Over on Horn Insights on this post I made the following comment:

>>Thanks for this info. Just seeing them in the photo playing from memory, standing up and out from behind their music stands, suggests a vitality to the music making that surpasses immaculate recitation. The photo also suggests a couple of them are moving with their music making, something I wish more classical performers would do from time to time. Curbing the physicality of music making can give the music a formal sheen, but can also reduce its immediacy and accessibility.<<

Jeffrey Agrell then did a follow-up post elaborating on that comment. This general idea of broadening our notions of music making is one of the things folks like Greg Sandow is working with, to the consternation of folks like A. C. Douglas. It's an interesting topic to follow and I can see both sides of the debate.
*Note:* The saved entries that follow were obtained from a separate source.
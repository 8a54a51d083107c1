//! Weighted structural statistics per (building type, period, location,
//! structure type) cell, built on the period-relaxation fallback search.

use serde::{Deserialize, Serialize};

use crate::data::StockDataset;
use crate::domain::{OnMissingData, RunParameters, StockError, StockResult};
use crate::modules::catalog::ComputedStructure;

/// Additive smoothing applied to every frame-material share so weights
/// stay positive when share data is missing.
pub const SHARE_EPSILON: f64 = 1e-6;

/// Normalized weights are re-checked against this tolerance; a miss here
/// is a programming error, not suspect input.
pub const WEIGHT_SUM_TOLERANCE: f64 = 1e-6;

/// The fallback search ran out of lookbacks without finding any entry.
#[derive(Debug, Clone, Copy, PartialEq, Eq, thiserror::Error)]
#[error(
    "no entries dated within [{earliest_year}, {latest_year}] after {probes} probes"
)]
pub struct SearchExhausted {
    pub probes: u32,
    pub earliest_year: i32,
    pub latest_year: i32,
}

/// A successful fallback search: the matching entries and how many times
/// the period lower bound had to be relaxed.
#[derive(Debug, Clone)]
pub struct SearchHit<'a, T> {
    pub entries: Vec<&'a T>,
    pub relaxations: u32,
}

/// Bounded period-relaxation search: accepts entries dated within
/// [period_start - n * lookback_step, period_end], raising n from 0 until
/// something matches or `max_lookbacks` relaxations are exhausted.
pub fn find_relevant_entries<'a, T>(
    candidates: &'a [T],
    year_of: impl Fn(&T) -> i32,
    period_start: i32,
    period_end: i32,
    lookback_step: i32,
    max_lookbacks: u32,
) -> Result<SearchHit<'a, T>, SearchExhausted> {
    for relaxations in 0..=max_lookbacks {
        let lower = period_start - relaxations as i32 * lookback_step;
        let entries: Vec<&T> = candidates
            .iter()
            .filter(|entry| {
                let year = year_of(entry);
                lower <= year && year <= period_end
            })
            .collect();
        if !entries.is_empty() {
            return Ok(SearchHit {
                entries,
                relaxations,
            });
        }
    }
    Err(SearchExhausted {
        probes: max_lookbacks + 1,
        earliest_year: period_start - max_lookbacks as i32 * lookback_step,
        latest_year: period_end,
    })
}

/// Normalized frame-material-share weights for a set of relevant
/// structures. Every share enters with the epsilon added; a structure
/// with no mapped frame material still gets the bare epsilon.
pub fn structure_weights(
    data: &StockDataset,
    relevant: &[&ComputedStructure],
    building_type: &str,
    location: &str,
) -> StockResult<Vec<f64>> {
    let raw: Vec<f64> = relevant
        .iter()
        .map(|entry| {
            let mut weight = 0.0;
            let mut mapped = 0usize;
            for material in &entry.load_bearing_materials {
                for frame_material in data.frame_materials_of(material) {
                    weight += data
                        .frame_share(building_type, location, frame_material)
                        .unwrap_or(0.0)
                        + SHARE_EPSILON;
                    mapped += 1;
                }
            }
            if mapped == 0 { SHARE_EPSILON } else { weight }
        })
        .collect();

    let total: f64 = raw.iter().sum();
    let weights: Vec<f64> = raw.iter().map(|weight| weight / total).collect();

    let normalized_sum: f64 = weights.iter().sum();
    if (normalized_sum - 1.0).abs() > WEIGHT_SUM_TOLERANCE {
        return Err(StockError::weight_sum(
            "AGG.WEIGHT_SUM",
            format!(
                "structure weights for ({building_type}, {location}) sum to {normalized_sum}, expected 1"
            ),
        ));
    }
    Ok(weights)
}

/// One output row of the `structure_statistics` relationship.
#[derive(Debug, Clone, PartialEq, Serialize, Deserialize)]
pub struct StructuralStatisticsRow {
    pub building_type: String,
    pub building_period: String,
    pub location: String,
    pub structure_type: String,
    #[serde(rename = "effective_thermal_mass_J_m2K")]
    pub effective_thermal_mass_j_m2k: f64,
    #[serde(rename = "linear_thermal_bridges_W_mK")]
    pub linear_thermal_bridges_w_mk: f64,
    #[serde(rename = "design_U_value_W_m2K")]
    pub design_u_value_w_m2k: f64,
    #[serde(rename = "total_U_value_W_m2K")]
    pub total_u_value_w_m2k: f64,
    #[serde(rename = "external_U_value_to_ambient_air_W_m2K")]
    pub external_u_value_to_ambient_air_w_m2k: f64,
    #[serde(rename = "external_U_value_to_ground_W_m2K")]
    pub external_u_value_to_ground_w_m2k: f64,
    #[serde(rename = "internal_U_value_to_structure_W_m2K")]
    pub internal_u_value_to_structure_w_m2k: f64,
}

/// Distinct (building type, period, location) triples present in the
/// census, name-sorted, respecting the optional location cap.
pub fn census_cells(data: &StockDataset, params: &RunParameters) -> Vec<(String, String, String)> {
    let locations = data.limited_locations(params.location_limit);
    let mut cells: Vec<(String, String, String)> = data
        .census
        .iter()
        .filter(|row| locations.contains(&row.location.as_str()))
        .map(|row| {
            (
                row.building_type.clone(),
                row.building_period.clone(),
                row.location.clone(),
            )
        })
        .collect();
    cells.sort_unstable();
    cells.dedup();
    cells
}

/// Weighted structural statistics over every census cell and structure
/// type.
pub fn aggregate_structural(
    data: &StockDataset,
    catalog: &[ComputedStructure],
    params: &RunParameters,
) -> StockResult<Vec<StructuralStatisticsRow>> {
    let mut type_names: Vec<&str> = data
        .structure_types
        .iter()
        .map(|row| row.name.as_str())
        .collect();
    type_names.sort_unstable();

    let mut rows = Vec::new();
    for (building_type, period_name, location) in census_cells(data, params) {
        let period = data.building_period(&period_name).ok_or_else(|| {
            StockError::data_integrity(
                "DATA.UNKNOWN_PERIOD",
                format!("census references unknown building period '{period_name}'"),
            )
        })?;

        for &type_name in &type_names {
            let requested = data
                .structure_type(type_name)
                .expect("structure type listed from the dataset");
            // Light variants select the catalog entries of their
            // load-bearing original.
            let target_type = requested
                .load_bearing_original
                .as_deref()
                .unwrap_or(type_name);

            let candidates: Vec<&ComputedStructure> = catalog
                .iter()
                .filter(|entry| {
                    entry.structure_type == target_type && entry.applies_to(&building_type)
                })
                .collect();

            let hit = match find_relevant_entries(
                &candidates,
                |entry| entry.year,
                period.period_start,
                period.period_end,
                params.lookback_if_empty_years,
                params.max_lookbacks,
            ) {
                Ok(hit) => hit,
                Err(exhausted) => {
                    let message = format!(
                        "no structural data for ({building_type}, {period_name}, {location}, {type_name}): {exhausted}"
                    );
                    match params.on_missing_data {
                        OnMissingData::Abort => {
                            return Err(StockError::no_applicable_data(
                                "AGG.NO_STRUCTURAL_DATA",
                                message,
                            ));
                        }
                        OnMissingData::Skip => {
                            tracing::warn!("{message}");
                            continue;
                        }
                    }
                }
            };
            if hit.relaxations > 0 {
                tracing::debug!(
                    building_type = %building_type,
                    period = %period_name,
                    location = %location,
                    structure_type = type_name,
                    relaxations = hit.relaxations,
                    "period lower bound relaxed"
                );
            }

            let relevant: Vec<&ComputedStructure> =
                hit.entries.iter().map(|entry| **entry).collect();
            let weights = structure_weights(data, &relevant, &building_type, &location)?;

            let pick = requested.is_load_bearing;
            let mut row = StructuralStatisticsRow {
                building_type: building_type.clone(),
                building_period: period_name.clone(),
                location: location.clone(),
                structure_type: type_name.to_string(),
                effective_thermal_mass_j_m2k: 0.0,
                linear_thermal_bridges_w_mk: 0.0,
                design_u_value_w_m2k: 0.0,
                total_u_value_w_m2k: 0.0,
                external_u_value_to_ambient_air_w_m2k: 0.0,
                external_u_value_to_ground_w_m2k: 0.0,
                internal_u_value_to_structure_w_m2k: 0.0,
            };
            for (entry, weight) in relevant.iter().zip(&weights) {
                row.effective_thermal_mass_j_m2k +=
                    weight * entry.effective_thermal_mass.select(pick);
                row.linear_thermal_bridges_w_mk +=
                    weight * entry.linear_thermal_bridges.select(pick);
                row.design_u_value_w_m2k += weight * entry.design_u_value.select(pick);
                row.total_u_value_w_m2k += weight * entry.u_values.total.select(pick);
                row.external_u_value_to_ambient_air_w_m2k += weight
                    * entry
                        .u_values
                        .exterior
                        .map_or(0.0, |value| value.select(pick));
                row.external_u_value_to_ground_w_m2k += weight
                    * entry
                        .u_values
                        .ground
                        .map_or(0.0, |value| value.select(pick));
                row.internal_u_value_to_structure_w_m2k +=
                    weight * entry.u_values.interior.select(pick);
            }
            rows.push(row);
        }
    }
    Ok(rows)
}
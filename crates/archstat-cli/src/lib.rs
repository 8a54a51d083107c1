mod cli;

pub use cli::{CliError, run, run_from_env};
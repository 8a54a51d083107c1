//! The in-memory catalog of computed structures, one entry per
//! (source, structure) pair that applies to at least one building type.

use serde::Serialize;

use crate::data::StockDataset;
use crate::domain::{Property, RunParameters, StockResult};
use crate::modules::layers::total_applicability_weight;
use crate::modules::structural::{ZoneValues, calculate_structure_properties};

/// One fully computed structure. The catalog is an unordered collection;
/// lookups filter it, never mutate it.
#[derive(Debug, Clone, PartialEq)]
pub struct ComputedStructure {
    /// "source:structure"
    pub name: String,
    pub source: String,
    pub structure: String,
    pub structure_type: String,
    /// Representative year of the source document.
    pub year: i32,
    pub is_internal: bool,
    pub is_load_bearing_capable: bool,
    pub load_bearing_materials: Vec<String>,
    /// Design U-value as stated by the source document, zero when the
    /// source does not state one [W/m2K].
    pub design_u_value: Property,
    /// Copied from the structure type [W/mK].
    pub linear_thermal_bridges: Property,
    /// [J/m2K]
    pub effective_thermal_mass: Property,
    pub u_values: ZoneValues,
    /// Building types this structure applies to with positive weight.
    pub building_types: Vec<String>,
}

impl ComputedStructure {
    pub fn applies_to(&self, building_type: &str) -> bool {
        self.building_types.iter().any(|bt| bt == building_type)
    }
}

/// Serializable summary of one catalog entry, for run diagnostics.
#[derive(Debug, Clone, Serialize)]
pub struct CatalogSummary {
    pub entries: usize,
    pub load_bearing_entries: usize,
    pub internal_entries: usize,
}

/// Builds the catalog over every (source, structure) pair in the raw data
/// whose total applicability weight is positive. The light structure-type
/// injection must have completed before this runs.
pub fn build_catalog(
    data: &StockDataset,
    params: &RunParameters,
) -> StockResult<Vec<ComputedStructure>> {
    let mut pairs: Vec<(&str, &str)> = data
        .structure_descriptions
        .iter()
        .map(|row| (row.source.as_str(), row.structure.as_str()))
        .collect();
    pairs.sort_unstable();
    pairs.dedup();

    let mut catalog = Vec::new();
    for (source, structure) in pairs {
        if total_applicability_weight(data, source, structure) <= 0.0 {
            tracing::debug!(source, structure, "skipping structure without applicability");
            continue;
        }
        let Some(type_name) = data.type_of_structure(structure) else {
            tracing::debug!(source, structure, "skipping structure without a type");
            continue;
        };
        let Some(structure_type) = data.structure_type(type_name) else {
            tracing::debug!(
                source,
                structure,
                type_name,
                "skipping structure with unknown type"
            );
            continue;
        };
        let Some(source_row) = data.source(source) else {
            tracing::debug!(source, structure, "skipping structure with unknown source");
            continue;
        };

        let properties = calculate_structure_properties(data, source, structure, params)?;

        let mut building_types: Vec<String> = data
            .applicability_of(source, structure)
            .filter(|row| row.weight.is_some_and(|weight| weight > 0.0))
            .map(|row| row.building_type.clone())
            .collect();
        building_types.sort_unstable();
        building_types.dedup();

        let design_u_value = data
            .structure_descriptions
            .iter()
            .find(|row| row.source == source && row.structure == structure)
            .and_then(|row| row.design_u_value)
            .unwrap_or(0.0);

        catalog.push(ComputedStructure {
            name: format!("{source}:{structure}"),
            source: source.to_string(),
            structure: structure.to_string(),
            structure_type: type_name.to_string(),
            year: source_row.year,
            is_internal: structure_type.is_internal,
            is_load_bearing_capable: properties.is_load_bearing_capable,
            load_bearing_materials: properties.load_bearing_materials,
            design_u_value: Property::splat(design_u_value),
            linear_thermal_bridges: Property::splat(structure_type.linear_thermal_bridge),
            effective_thermal_mass: properties.effective_thermal_mass,
            u_values: properties.u_values,
            building_types,
        });
    }

    tracing::info!(entries = catalog.len(), "structure catalog built");
    Ok(catalog)
}

pub fn summarize(catalog: &[ComputedStructure]) -> CatalogSummary {
    CatalogSummary {
        entries: catalog.len(),
        load_bearing_entries: catalog
            .iter()
            .filter(|entry| entry.is_load_bearing_capable)
            .count(),
        internal_entries: catalog.iter().filter(|entry| entry.is_internal).count(),
    }
}

#[cfg(test)]
mod tests {
    use super::build_catalog;
    use crate::data::StockDataset;
    use crate::data::model::{
        ApplicabilityRow, HeatFlowDirection, LayerRow, LayerTag, MaterialRow, SourceRow,
        StructureDescriptionRow, StructureRow, StructureTypeRow, TypeAssignmentRow,
        TypeFlowDirectionRow,
    };
    use crate::domain::RunParameters;

    fn dataset() -> StockDataset {
        StockDataset {
            materials: vec![MaterialRow {
                name: "concrete".to_string(),
                minimum_density: 2300.0,
                maximum_density: 2300.0,
                minimum_specific_heat_capacity: 1000.0,
                maximum_specific_heat_capacity: 1000.0,
                minimum_thermal_conductivity: 1.0,
                maximum_thermal_conductivity: 1.0,
            }],
            sources: vec![SourceRow {
                name: "RT 1970".to_string(),
                year: 1970,
            }],
            structures: vec![
                StructureRow {
                    name: "wall a".to_string(),
                },
                StructureRow {
                    name: "wall b".to_string(),
                },
            ],
            structure_types: vec![StructureTypeRow {
                name: "exterior wall".to_string(),
                interior_surface_resistance: 0.13,
                exterior_surface_resistance: 0.04,
                linear_thermal_bridge: 0.05,
                is_internal: false,
                is_load_bearing: true,
                load_bearing_original: None,
                notes: String::new(),
            }],
            structure_descriptions: vec![
                StructureDescriptionRow {
                    source: "RT 1970".to_string(),
                    structure: "wall a".to_string(),
                    design_u_value: Some(0.4),
                },
                StructureDescriptionRow {
                    source: "RT 1970".to_string(),
                    structure: "wall b".to_string(),
                    design_u_value: None,
                },
            ],
            layers: ["wall a", "wall b"]
                .iter()
                .map(|structure| LayerRow {
                    source: "RT 1970".to_string(),
                    structure: structure.to_string(),
                    layer_id: "core".to_string(),
                    material: "concrete".to_string(),
                    layer_number: 0,
                    layer_tag: LayerTag::LoadBearingStructure,
                    layer_weight: 1.0,
                    minimum_thickness_mm: Some(100.0),
                    load_bearing_thickness_mm: Some(150.0),
                })
                .collect(),
            applicability: vec![
                ApplicabilityRow {
                    source: "RT 1970".to_string(),
                    structure: "wall a".to_string(),
                    building_type: "detached house".to_string(),
                    weight: Some(1.0),
                },
                // wall b applies nowhere: excluded from the catalog.
                ApplicabilityRow {
                    source: "RT 1970".to_string(),
                    structure: "wall b".to_string(),
                    building_type: "detached house".to_string(),
                    weight: Some(0.0),
                },
            ],
            type_assignments: vec![
                TypeAssignmentRow {
                    structure: "wall a".to_string(),
                    structure_type: "exterior wall".to_string(),
                },
                TypeAssignmentRow {
                    structure: "wall b".to_string(),
                    structure_type: "exterior wall".to_string(),
                },
            ],
            type_flow_directions: vec![TypeFlowDirectionRow {
                structure_type: "exterior wall".to_string(),
                direction: HeatFlowDirection::Horizontal,
            }],
            ..StockDataset::default()
        }
    }

    #[test]
    fn zero_weight_structures_are_excluded() {
        let data = dataset();
        let catalog = build_catalog(&data, &RunParameters::default()).unwrap();
        assert_eq!(catalog.len(), 1);
        let entry = &catalog[0];
        assert_eq!(entry.name, "RT 1970:wall a");
        assert_eq!(entry.year, 1970);
        assert_eq!(entry.structure_type, "exterior wall");
        assert_eq!(entry.building_types, vec!["detached house"]);
        assert_eq!(entry.design_u_value.minimum, 0.4);
        assert_eq!(entry.linear_thermal_bridges.minimum, 0.05);
        assert!(entry.is_load_bearing_capable);
    }
}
To me it comes back to the fact that we're all wired differently when it comes to what music we like and how we want it presented. Some people have what I call "theory mind" and can consciously hear and appreciate all kinds of subtleties, harmonic and otherwise, that affect me only subliminally. I can see how for them anything other than a strict formal presentation of the music will be full of unwelcome distractions. They seem to be able to go straight from the cerebral to the emotional, not needing that visceral, almost physical, connection with the performance that I so enjoy.

The other thing to mention is that one of the great delights of blogging is the exchanges with other bloggers I follow, none of whom are music therapists. We have some mutual interests, but have different ways of talking about them, and that deepens and broadens my appreciation of various aspects of music making in ways I'd never expected.